Intel® Xeon® Scalable Processors and Intel® Advanced Matrix Extensions
Deep learning workloads, such as those that that rely on generative AI, large language models (LLMs), and computer vision, can be incredibly compute intensive, requiring high levels of performance and, often, additional specialized hardware to ensure successful AI deployment. The associated costs of these requirements can quickly escalate, and adding discrete hardware solutions can create unnecessary layers of complexity and compatibility issues.
To help make your deep learning workloads more efficient and cost-effective and easier to train and deploy, Intel® AMX on Intel® Xeon® Scalable processors delivers acceleration for inferencing and training while minimizing the need for specialized hardware.
Intel® AMX is one of two Intel® AI Engines integrated into 4th Gen Intel Xeon, 5th Gen Intel Xeon, and Intel® Xeon® 6 processors with P-cores, that can help you make the most of your CPU to power AI training and inferencing workloads at scale for benefits including improved efficiency, reduced inferencing, training, and deployment costs, and lower total cost of ownership (TCO). As a built-in accelerator that resides on each CPU core and placed near system memory, Intel® AMX is often less complex to use than discrete accelerators, leading to faster time to value.
While there are many ways organizations can support advanced AI workloads, a foundation based on Intel® Xeon® Scalable processors with powerful, integrated AI accelerators can help you achieve your training and inferencing performance objectives while reducing system complexity and deployment and operational costs for greater business return.
How Intel® AMX Works
Intel® AMX is a dedicated hardware block found on the Intel® Xeon® Scalable processor core that helps optimize and accelerate deep learning training and inferencing workloads that rely on matrix math.

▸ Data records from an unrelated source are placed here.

//! SMTP configuration.

use serde::Deserialize;

/// SMTP relay settings.
#[derive(Debug, Clone, Deserialize)]
#[serde(default)]
pub struct MailConfig {
    /// Relay hostname.
    pub smtp_host: String,
    /// Relay port.
    pub smtp_port: u16,
    /// Upgrade a plain connection with STARTTLS instead of connecting over
    /// implicit TLS.
    pub starttls: bool,
}

impl Default for MailConfig {
    fn default() -> Self {
        Self {
            smtp_host: "smtp.gmail.com".to_string(),
            smtp_port: 465,
            starttls: false,
        }
    }
}

/// Who sends the report, who gets it, and how the sender authenticates.
#[derive(Clone)]
pub struct MailAccount {
    pub sender: String,
    pub receiver: String,
    pub password: String,
}

impl std::fmt::Debug for MailAccount {
    fn fmt(&self, f: &mut std::fmt::Formatter<'_>) -> std::fmt::Result {
        f.debug_struct("MailAccount")
            .field("sender", &self.sender)
            .field("receiver", &self.receiver)
            .field("password", &"<redacted>")
            .finish()
    }
}
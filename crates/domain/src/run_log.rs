//! Run log — the append-only trail of status lines for one run.
//!
//! Owned by the caller for the whole run and passed `&mut` into each
//! component. Handed to the reporter once, at the end.

use chrono_tz::Tz;

use crate::id::RunId;
use crate::time::{self, Timestamp};

/// A single timestamped status line.
#[derive(Debug, Clone, PartialEq, Eq)]
pub struct LogEntry {
    pub at: Timestamp,
    pub message: String,
}

impl LogEntry {
    /// `[HH:MM:SS] message`, the time read in `zone`.
    #[must_use]
    pub fn render(&self, zone: Tz) -> String {
        format!("[{}] {}", time::wall_clock(self.at, zone), self.message)
    }
}

/// Append-only, ordered list of [`LogEntry`].
///
/// Entries are stored in UTC and rendered in the log's zone.
#[derive(Debug, Clone)]
pub struct RunLog {
    run_id: RunId,
    zone: Tz,
    entries: Vec<LogEntry>,
}

impl Default for RunLog {
    fn default() -> Self {
        Self::in_zone(Tz::UTC)
    }
}

impl RunLog {
    #[must_use]
    pub fn new() -> Self {
        Self::default()
    }

    /// Empty log whose lines read in `zone`.
    #[must_use]
    pub fn in_zone(zone: Tz) -> Self {
        Self {
            run_id: RunId::default(),
            zone,
            entries: Vec::new(),
        }
    }

    #[must_use]
    pub fn zone(&self) -> Tz {
        self.zone
    }

    #[must_use]
    pub fn run_id(&self) -> RunId {
        self.run_id
    }

    /// Append a line.
    pub fn record(&mut self, at: Timestamp, message: impl Into<String>) {
        self.entries.push(LogEntry {
            at,
            message: message.into(),
        });
    }

    #[must_use]
    pub fn entries(&self) -> &[LogEntry] {
        &self.entries
    }

    /// Messages only, in order.
    pub fn messages(&self) -> impl Iterator<Item = &str> {
        self.entries.iter().map(|e| e.message.as_str())
    }

    /// Rendered lines, in order.
    pub fn lines(&self) -> impl Iterator<Item = String> + '_ {
        self.entries.iter().map(|e| e.render(self.zone))
    }

    #[must_use]
    pub fn len(&self) -> usize {
        self.entries.len()
    }

    #[must_use]
    pub fn is_empty(&self) -> bool {
        self.entries.is_empty()
    }
}
//! # courtbook-domain
//!
//! Pure domain model for the courtbook court reservation bot.
//!
//! ## Responsibilities
//! - Foundational types: run identifiers, error conventions, timestamps
//! - Calendar rules: the booking horizon and the date format the club form expects
//! - Define the **ReservationRequest** (target date, duration plan, preferred times)
//! - Define **slot** rules (weekday and weekend preferred-time windows)
//! - Define **attempt** outcomes and the aggregated **run** outcome
//! - Define the append-only **RunLog** and the **Report** built from it
//!
//! ## Dependency rule
//! This crate has **no internal dependencies**.
//! It must never import anything from `app`, adapters, or external IO crates.
//! All IO boundaries are expressed as traits in the `app` crate (ports).

pub mod error;
pub mod id;
pub mod time;

pub mod attempt;
pub mod calendar;
pub mod report;
pub mod request;
pub mod run_log;
pub mod slot;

Intel® AMX enables AI workloads to run on the CPU instead of offloading them to a discrete accelerator, providing a significant performance boost.2 Its architecture supports BF16 (training/inference) and int8 (inference) data types and includes two main components:
- Tiles: These consist of eight two-dimensional registers, each 1 kilobyte in size, that store large chunks of data.
- Tile Matrix Multiplication (TMUL): TMUL is an accelerator engine attached to the tiles that performs matrix-multiply computations for AI.
Together, these components enable Intel® AMX to store more data in each core and compute larger matrices in a single operation. Additionally, Intel® AMX is architected to be fully extensible and scalable.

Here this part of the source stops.